I'm continually baffled when I hear people — oftentimes, smart people! — pine for the good ole days of the TV bundle.
You have heard it, too. Maybe you say it yourself. Something like, "There are too many shows on too many streamers, and I just wish we could go back to the time when we paid one company and got all the TV we wanted in one thing. Like cable TV."
And now I hear some of you cheering for it as Big Media companies announce that they're "bringing back the bundle."
Like when Disney and Warner Bros. Discovery said last week that they were going to sell Disney+, Hulu, and Max together. Or on Tuesday, when Comcast said it was going to bundle Peacock with Netflix and Apple TV+.
These aren't the old-timey bundles you're thinking of, and I can explain why in a minute.
But more important: Unless you work at a Big TV company, you don't want the bundle to come back! It was a terrible way to pay for and watch TV, and when it was around, most of you complained about it.
For those of you who weren't around or don't remember: The old-timey TV bundle was a take-it-or-leave-it package, sold to you by your local cable monopoly (which you likely hated). Never watched sports? Didn't matter — you were paying for ESPN, anyway. Never watched old movies? You still paid for TCM. Not into Rupert Murdoch's politics? You paid up for Fox News, regardless.
But it was worse than that. The old-timey bundle was also a prerequisite for some things you might want, like HBO or Showtime. Your local cable monopoly would sell you those channels only once you'd already subscribed to the basic bundle. And good luck unsubscribing to any of this stuff whenever you decided you were done with it — like you can with a single click for a streamer. The cable industry was infamous for making it hard to leave.
In short, think of all the things you like about the internet-enabled on-demand economy, where you order and consume what you want, when you want, ideally with multiple companies competing for your time and money. That's the opposite of the old-timey bundle.
And now, let's talk about the new-fangled bundle, which isn't the bundle you're thinking of.
Start with this: The Big TV guys are not "bringing back the bundle" because they want to give you what they want. They're trying to solve a problem that besets almost all of them: They're losing money running their streaming services.
And they think these bundles will help them save money on marketing (or "extend their marketing reach," if you like that framing better). And, crucially, they think the bundles will make you less likely to cancel their streaming service — a huge problem for the industry — if your subscription is tied to other streaming services.
That's it. That's the whole thing.
Yes, Comcast CEO Brian Roberts promises that the bundle he's going to sell (exclusively to Comcast customers) will "come at a vastly reduced price to anything in the market today," but we've all seen how pricing works for this stuff — you start low, and then start ratcheting up. Which is why Disney+ launched without ads for $7 a month in 2019, and why the ad-free version of that service costs $14 a month in 2024.
But maybe what you're really pining for is a better way to find the stuff you're already paying for. Maybe what you really want is a single screen where you can see everything your subscriptions will let you watch. That sounds pretty good, right?

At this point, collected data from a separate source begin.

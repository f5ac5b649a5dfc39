use serde::de::DeserializeOwned;

use crate::error::{HarnessError, Result};

/// Parses a single JSON object. `context` names the request for error reports.
pub fn decode_one<T: DeserializeOwned>(body: &str, context: &str) -> Result<T> {
    serde_json::from_str(body).map_err(|source| HarnessError::Decode {
        context: context.to_string(),
        source,
    })
}

/// Parses a JSON array, keeping server order.
pub fn decode_list<T: DeserializeOwned>(body: &str, context: &str) -> Result<Vec<T>> {
    decode_one::<Vec<T>>(body, context)
}
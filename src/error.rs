use reqwest::StatusCode;

pub type Result<T> = std::result::Result<T, HarnessError>;

#[derive(Debug, thiserror::Error)]
pub enum HarnessError {
    #[error("expected status {expected}, got {actual}: {body}")]
    UnexpectedStatus {
        expected: StatusCode,
        actual: StatusCode,
        body: String,
    },
    #[error("expected message {expected:?}, got {actual:?}")]
    UnexpectedMessage {
        expected: String,
        actual: Option<String>,
    },
    #[error("expected a non-empty story list")]
    EmptyList,
    #[error("no listed story carries the fixture title {0:?}")]
    FixtureNotFound(String),
    #[error("failed to decode response of {context}: {source}")]
    Decode {
        context: String,
        #[source]
        source: serde_json::Error,
    },
    #[error("request failed: {0}")]
    Transport(#[from] reqwest::Error),
    #[error("login returned {status}: {body}")]
    Login { status: StatusCode, body: String },
    #[error("no bearer token available")]
    MissingToken,
    #[error("invalid base url: {0}")]
    InvalidUrl(#[from] url::ParseError),
    #[error("configuration error: {0}")]
    Config(String),
}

Alas. You're definitely not getting that anytime soon because whoever controlled that single screen would be very powerful indeed. And no one with any power in the TV business wants to give more power to someone else unless they're desperate. (That's why Netflix didn't cooperate with Apple's TV guide when it launched in 2017 and still doesn't today.)

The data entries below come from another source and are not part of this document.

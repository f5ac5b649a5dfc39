use reqwest::header::{HeaderMap, HeaderValue, AUTHORIZATION};
use reqwest::{Method, StatusCode};
use serde::de::DeserializeOwned;
use serde::Serialize;
use url::Url;

use crate::auth::{Authenticator, Credential};
use crate::decode::{decode_list, decode_one};
use crate::error::{HarnessError, Result};
use crate::models::Message;
use crate::settings::Settings;

/// Status and raw body of one request.
#[derive(Debug, Clone)]
pub struct ApiResponse {
    pub context: String,
    pub status: StatusCode,
    pub body: String,
}

impl ApiResponse {
    pub fn expect_status(&self, expected: StatusCode) -> Result<&Self> {
        if self.status != expected {
            return Err(HarnessError::UnexpectedStatus {
                expected,
                actual: self.status,
                body: self.body.clone(),
            });
        }
        Ok(self)
    }

    pub fn json<T: DeserializeOwned>(&self) -> Result<T> {
        decode_one(&self.body, &self.context)
    }

    pub fn json_list<T: DeserializeOwned>(&self) -> Result<Vec<T>> {
        decode_list(&self.body, &self.context)
    }
}

/// Resolves `path` under the base URL, keeping any path prefix the base carries.
/// `https://host/gateway` + `/api/Story/All` gives `https://host/gateway/api/Story/All`.
pub fn endpoint(base_url: &Url, path: &str) -> Result<Url> {
    let mut base = base_url.clone();
    if !base.path().ends_with('/') {
        let with_slash = format!("{}/", base.path());
        base.set_path(&with_slash);
    }
    Ok(base.join(path.trim_start_matches('/'))?)
}

/// Fails unless `response` carries exactly `expected` as its message.
pub fn expect_message<M: Message>(response: &M, expected: &str) -> Result<()> {
    match response.message() {
        Some(actual) if actual == expected => Ok(()),
        actual => Err(HarnessError::UnexpectedMessage {
            expected: expected.to_string(),
            actual: actual.map(str::to_string),
        }),
    }
}

/// REST client bound to one base URL and one bearer credential.
pub struct ApiClient {
    http: reqwest::Client,
    base_url: Url,
}

impl ApiClient {
    pub fn new(base_url: Url, credential: &Credential) -> Result<Self> {
        let mut auth_value = HeaderValue::from_str(&credential.bearer())
            .map_err(|_| HarnessError::Config("bearer token is not a valid header value".into()))?;
        auth_value.set_sensitive(true);

        let mut headers = HeaderMap::new();
        headers.insert(AUTHORIZATION, auth_value);

        let http = reqwest::Client::builder().default_headers(headers).build()?;
        Ok(ApiClient { http, base_url })
    }

    /// Runs the authenticator once through a throwaway client, then builds the
    /// authenticated one.
    pub async fn connect(settings: &Settings) -> Result<Self> {
        let authenticator = Authenticator::from_settings(settings)?;
        let credential = {
            let bootstrap = reqwest::Client::new();
            authenticator.authenticate(&bootstrap, &settings.base_url).await?
        };
        log::info!("Authenticated against {}", settings.base_url);
        ApiClient::new(settings.base_url.clone(), &credential)
    }

    pub async fn execute<B>(
        &self,
        method: Method,
        path: &str,
        body: Option<&B>,
    ) -> Result<ApiResponse>
    where
        B: Serialize + ?Sized,
    {
        let context = format!("{} {}", method, path);
        let url = endpoint(&self.base_url, path)?;

        let mut request = self.http.request(method, url);
        if let Some(body) = body {
            request = request.json(body);
        }

        log::debug!("-> {}", context);
        let response = request.send().await?;
        let status = response.status();
        let body = response.text().await?;
        log::debug!("<- {} {}", context, status);

        Ok(ApiResponse { context, status, body })
    }

    pub async fn get(&self, path: &str) -> Result<ApiResponse> {
        self.execute::<()>(Method::GET, path, None).await
    }

    pub async fn delete(&self, path: &str) -> Result<ApiResponse> {
        self.execute::<()>(Method::DELETE, path, None).await
    }

    pub async fn post_json<B>(&self, path: &str, body: &B) -> Result<ApiResponse>
    where
        B: Serialize + ?Sized,
    {
        self.execute(Method::POST, path, Some(body)).await
    }

    pub async fn put_json<B>(&self, path: &str, body: &B) -> Result<ApiResponse>
    where
        B: Serialize + ?Sized,
    {
        self.execute(Method::PUT, path, Some(body)).await
    }
}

The bad news: You may, sooner or later, get closer to the actual bundle you think you're asking for, as smaller companies get swallowed by bigger ones.
Because when companies consolidate, they … consolidate. They're going to find ways to cut costs wherever they can, and that most certainly includes programming. (For a refresher, consult the recent history of Warner Bros. Discovery, which fused the company that used to be called Time Warner with the Discovery networks and has been shedding content ever since.)
And even without that consolidation, the TV guys are cutting back on new programming after a decadelong "peak TV" boom when they spent wildly — to get you to subscribe to their channels. So the too-much-stuff-to-watch problem is going to be less of a problem, no matter what. Careful what you wish for.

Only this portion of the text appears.